Vincent Perriard, le PDG de HYT, est clair : « donner à un calibre préexistant une forme plus ou moins de crâne et le présenter comme une nouvelle pièce n'est pas vraiment notre style. » En effet, son truc, c'est de briser les règles établies, et il n'est pas nécessaire d'être un expert en horlogerie pour réaliser au premier coup d'œil que la HYT Skull ne fait pas exception. Fidèle à ce qu'on appelle l'ADN (et qu'il faudrait traduire par « essence ») de la marque, HYT utilise une fois de plus un fluide dans la nouvelle Skull pour marquer les heures, pas les minutes, mais en allant cette fois un cran plus loin, elle a dû repenser tout le mécanisme pour que les formes anguleuses du crâne n'influencent pas la précision pendant les 12 heures qu'il marque.
Montre intelligente
L'utilisation d'un tube capillaire pour marquer les heures est un concept que HYT et ses partenaires maîtrisent, mais cela ne signifie pas que tout est joué : plier un tube de moins d'un millimètre d'épaisseur à près de 90º pour lui donner cette forme de crâne est non seulement un travail ardu et délicat, mais pour que la montre ait un minimum de fiabilité, il faut recalculer la force et la pression délivrées par les deux minuscules soufflets qui donnent vie au fluide : « Sa structure verticale, développée pour la HyT1, nous a cependant servi de point de départ pour la HYT Skull. Nous avons dû réétudier comment générer suffisamment de force pour déplacer le fluide à travers ces angles très fermés tout en garantissant qu'elle garde l'heure correcte, en graduant sa vitesse mais surtout sa régularité. »
Retrouver l'essence du temps
En accord avec la primitivité apparente du crâne, la HYT Skull se passe d'indication des minutes. Cela a pour effet de concentrer le regard exclusivement sur l'écoulement du fluide à travers le capillaire périphérique et sur les formes puissantes de la sphère inexistante... De plus, contrairement à ce qui était courant chez HYT (peut-on parler d'« habitude » pour cette marque ?), le mécanisme est presque caché précisément par le crâne, à l'exception des deux
soufflets, qui dans cette version bougent constamment comme un minuscule cœur. Et ces yeux parlent : celui de droite s'assombrit progressivement à mesure que la réserve de marche de 65 heures approche de sa fin, tandis que celui de gauche affiche – très peu – quelques secondes continues qui indiquent que la montre est « vivante ». C'est la première fois que vous ne regardez pas l'heure sur une montre-bracelet : c'est le temps qui vous regarde.
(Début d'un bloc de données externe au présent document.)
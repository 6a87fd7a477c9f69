//! Workspace-level integration tests for mathutil.
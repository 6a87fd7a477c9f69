//! Styled terminal messages.

use console::style;

/// Check if color output is disabled via `NO_COLOR` env var.
#[must_use]
pub fn is_color_disabled() -> bool {
    std::env::var("NO_COLOR").is_ok()
}

/// Render an error line, styled unless color is disabled.
#[must_use]
pub fn error_line(text: &str) -> String {
    if is_color_disabled() {
        format!("[ERROR] {text}")
    } else {
        format!("{} {text}", style("[ERROR]").for_stderr().red().bold())
    }
}

/// Print an error message to stderr.
pub fn print_error(text: &str) {
    eprintln!("{}", error_line(text));
}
Comme si cela ne suffisait pas, elle est annoncée comme à heures rétrogrades : la vérité est que j'ai vraiment hâte de la voir en vrai.
Un air de famille
Tout en préservant l'essence (ou l'ADN) de HYT, avec la Skull nous avons voulu aller un cran plus loin : non seulement le mouvement a été innové, mais un nouveau boîtier de 51 mm avec des cornes anguleuses et acérées a été conçu et construit pour elle. Le protège-couronne (désormais situé entre 2 et 3 heures) a été supprimé et des inserts ont été ajoutés au boîtier, permettant de multiples combinaisons à l'avenir.
Deux séries très limitées composent la HYT Skull : 50 exemplaires en titane avec traitement DLC et fluide vert, et 25 exemplaires combinant or rose et titane avec DLC et fluide rouge. Disponible à partir de mai 2015. Prix pour l'instant « sur demande », mais je le mettrai à jour après Baselworld.